Langues supplémentaires

C# : Veuillez suivre les instructions de configuration de C# sur la page des bibliothèques clientes, puis consultez la documentation de référence sur Video Intelligence pour .NET.

PHP : Veuillez suivre les instructions de configuration pour PHP sur la page des bibliothèques clientes, puis consultez la documentation de référence sur Video Intelligence pour PHP.

Ruby : Veuillez suivre les instructions de configuration pour Ruby sur la page des bibliothèques clientes, puis consultez la documentation de référence sur Video Intelligence pour Ruby.

Effectuer une requête de détection de texte pour un fichier vidéo local

Les exemples suivants illustrent la détection de texte sur un fichier stocké en local.

REST

Envoyer une requête d'annotation vidéo

Pour effectuer l'annotation d'un fichier vidéo local, veillez à encoder son contenu en base64. Incluez le contenu encodé en base64 dans le champ inputContent de la requête. Pour en savoir plus sur l'encodage du contenu d'un fichier vidéo en base64, consultez la page Encoder en base64.

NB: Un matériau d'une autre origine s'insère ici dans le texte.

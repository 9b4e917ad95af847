//! Identifier types for segment records.

use serde::{Deserialize, Serialize};
use std::borrow::Borrow;
use std::fmt;

/// Identifier of the segment record currently loaded or being loaded.
///
/// Uids are opaque to this layer; the editor derives them from the document
/// being viewed.
#[derive(Debug, Clone, PartialEq, Eq, PartialOrd, Ord, Hash, Serialize, Deserialize)]
#[serde(transparent)]
pub struct Uid(String);

impl Uid {
    /// Creates a new uid.
    pub fn new(uid: impl Into<String>) -> Self {
        Self(uid.into())
    }

    /// Returns the raw identifier.
    #[must_use]
    pub fn as_str(&self) -> &str {
        &self.0
    }
}

impl fmt::Display for Uid {
    fn fmt(&self, f: &mut fmt::Formatter<'_>) -> fmt::Result {
        f.write_str(&self.0)
    }
}

impl From<&str> for Uid {
    fn from(uid: &str) -> Self {
        Self::new(uid)
    }
}

impl From<String> for Uid {
    fn from(uid: String) -> Self {
        Self(uid)
    }
}

impl Borrow<str> for Uid {
    fn borrow(&self) -> &str {
        &self.0
    }
}

/// A named category of text associated with a segment.
///
/// Typical categories are `"root"` (the source text), `"translation"` and
/// `"comment"`, but the set is open: whatever categories the backend serves
/// pass through unchanged.
#[derive(Debug, Clone, PartialEq, Eq, PartialOrd, Ord, Hash, Serialize, Deserialize)]
#[serde(transparent)]
pub struct DataType(String);

impl DataType {
    /// Creates a new data type name.
    pub fn new(name: impl Into<String>) -> Self {
        Self(name.into())
    }

    /// Returns the raw category name.
    #[must_use]
    pub fn as_str(&self) -> &str {
        &self.0
    }
}

impl fmt::Display for DataType {
    fn fmt(&self, f: &mut fmt::Formatter<'_>) -> fmt::Result {
        f.write_str(&self.0)
    }
}

impl From<&str> for DataType {
    fn from(name: &str) -> Self {
        Self::new(name)
    }
}

impl From<String> for DataType {
    fn from(name: String) -> Self {
        Self(name)
    }
}

impl Borrow<str> for DataType {
    fn borrow(&self) -> &str {
        &self.0
    }
}

/// Identifier of one sub-unit of a record (a single translatable line).
#[derive(Debug, Clone, PartialEq, Eq, PartialOrd, Ord, Hash, Serialize, Deserialize)]
#[serde(transparent)]
pub struct SegmentId(String);

impl SegmentId {
    /// Creates a new segment id.
    pub fn new(id: impl Into<String>) -> Self {
        Self(id.into())
    }

    /// Returns the raw identifier.
    #[must_use]
    pub fn as_str(&self) -> &str {
        &self.0
    }
}

impl fmt::Display for SegmentId {
    fn fmt(&self, f: &mut fmt::Formatter<'_>) -> fmt::Result {
        f.write_str(&self.0)
    }
}

impl From<&str> for SegmentId {
    fn from(id: &str) -> Self {
        Self::new(id)
    }
}

impl From<String> for SegmentId {
    fn from(id: String) -> Self {
        Self(id)
    }
}

impl Borrow<str> for SegmentId {
    fn borrow(&self) -> &str {
        &self.0
    }
}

Vous trouverez ci-dessous la procédure à suivre pour envoyer une requête à la méthode videos:annotate. L'exemple utilise Google Cloud CLI pour créer un jeton d'accès. Pour obtenir des instructions sur l'installation de Google Cloud CLI, consultez le guide de démarrage rapide de l'API Video Intelligence.

Avant d'utiliser les données de requête ci-dessous, effectuez les remplacements suivants :

"inputContent": BASE64_ENCODED_CONTENT
Par exemple :
"UklGRg41AwBBVkkgTElTVAwBAABoZHJsYXZpaDgAAAA1ggAAxPMBAAAAAAAQCAA..."
LANGUAGE_CODE : [Facultatif] Par exemple, "en-US"
PROJECT_NUMBER : identifiant numérique de votre projet Google Cloud

Méthode HTTP et URL :

POST https://videointelligence.googleapis.com/v1/videos:annotate

Corps JSON de la requête :

{
  "inputContent": "BASE64_ENCODED_CONTENT",
  "features": ["TEXT_DETECTION"],
  "videoContext": {
    "textDetectionConfig": {
      "languageHints": ["LANGUAGE_CODE"]
    }
  }
}

Pour envoyer votre requête, développez l'une des options suivantes :

curl (Linux, macOS ou Cloud Shell)

Enregistrez le corps de la requête dans un fichier nommé request.json, puis exécutez la commande suivante :

curl -X POST \
     -H "Authorization: Bearer $(gcloud auth print-access-token)" \
     -H "x-goog-user-project: PROJECT_NUMBER" \
     -H "Content-Type: application/json; charset=utf-8" \
     -d @request.json \
     "https://videointelligence.googleapis.com/v1/videos:annotate"

PowerShell (Windows)

Enregistrez le corps de la requête dans un fichier nommé request.json, puis exécutez la commande suivante :

$cred = gcloud auth print-access-token
$headers = @{ "Authorization" = "Bearer $cred"; "x-goog-user-project" = "PROJECT_NUMBER" }

Invoke-WebRequest `
    -Method POST `
    -Headers $headers `
    -ContentType: "application/json; charset=utf-8" `
    -InFile request.json `
    -Uri "https://videointelligence.googleapis.com/v1/videos:annotate" | Select-Object -Expand Content

Vous devriez recevoir une réponse JSON de ce type :

{
  "name": "projects/PROJECT_NUMBER/locations/LOCATION_ID/operations/OPERATION_ID"
}

Si la réponse aboutit, l'API Video Intelligence renvoie le name de votre opération. L'exemple ci-dessus montre un exemple de ce type de réponse, où project-number est le nom de votre projet et operation-id est l'ID de l'opération de longue durée créée pour la requête.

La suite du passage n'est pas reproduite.